824 µs ± 120 µs per loop (mean ± std. dev. of 7 runs, 1000 loops each)


In [7]:
%%timeit
a = np.eye(500)
np.multiply(a, 5, out=a)  # avoid creating a copy 

758 µs ± 33.3 µs per loop (mean ± std. dev. of 7 runs, 1000 loops each)


In [8]:
%%timeit
a = np.zeros((500, 500))
# faster on large arrays, no unnecessary multiplications
a[np.diag_indices_from(a)] = 5

514 µs ± 22.6 µs per loop (mean ± std. dev. of 7 runs, 1000 loops each)


In [9]:
%timeit np.diag(np.ones(500) * 5)

424 µs ± 9.17 µs per loop (mean ± std. dev. of 7 runs, 1000 loops each)


## Exercise 2: Create a random array with 10 elements and replace its largest value with 0

### Solution:

In [10]:
a = np.random.random(10)
a

array([0.48284918, 0.11250542, 0.19689225, 0.26043274, 0.62960183,
       0.69848169, 0.49587437, 0.86417022, 0.41593701, 0.13620717])

In [11]:
np.argmax(a)  # gives the index of the maximum
a[np.argmax(a)] = 0
a

array([0.48284918, 0.11250542, 0.19689225, 0.26043274, 0.62960183,
       0.69848169, 0.49587437, 0.        , 0.41593701, 0.13620717])

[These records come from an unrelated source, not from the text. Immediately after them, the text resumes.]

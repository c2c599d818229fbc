use thiserror::Error;

#[derive(Error, Debug, Clone, PartialEq, Eq)]
pub enum Error {
    #[error("Invalid serial number format: {0}")]
    InvalidSerialFormat(String),

    #[error("Unknown device type: {0}")]
    UnknownDeviceType(String),

    #[error("Unknown policy field: {0}")]
    UnknownPolicyField(String),

    #[error("Invalid state transition from {from} to {to}")]
    InvalidStateTransition { from: String, to: String },

    #[error("Configuration error: {0}")]
    Config(String),
}

pub type Result<T> = std::result::Result<T, Error>;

## Exercise 3: Create the following array

    1 2 3 4 5
    1 2 3 4 5
    1 2 3 4 5
    1 2 3 4 5
    1 2 3 4 5


### Solution:

In [12]:
np.ones((5, 5)) * np.arange(1, 6)

array([[1., 2., 3., 4., 5.],
       [1., 2., 3., 4., 5.],
       [1., 2., 3., 4., 5.],
       [1., 2., 3., 4., 5.],
       [1., 2., 3., 4., 5.]])

In [13]:
np.ones(5)[:, np.newaxis] * np.arange(1, 6)

array([[1., 2., 3., 4., 5.],
       [1., 2., 3., 4., 5.],
       [1., 2., 3., 4., 5.],
       [1., 2., 3., 4., 5.],
       [1., 2., 3., 4., 5.]])

### Alternative solutions and further discussions

In [14]:
%timeit np.ones((500, 5)) * np.arange(1, 6)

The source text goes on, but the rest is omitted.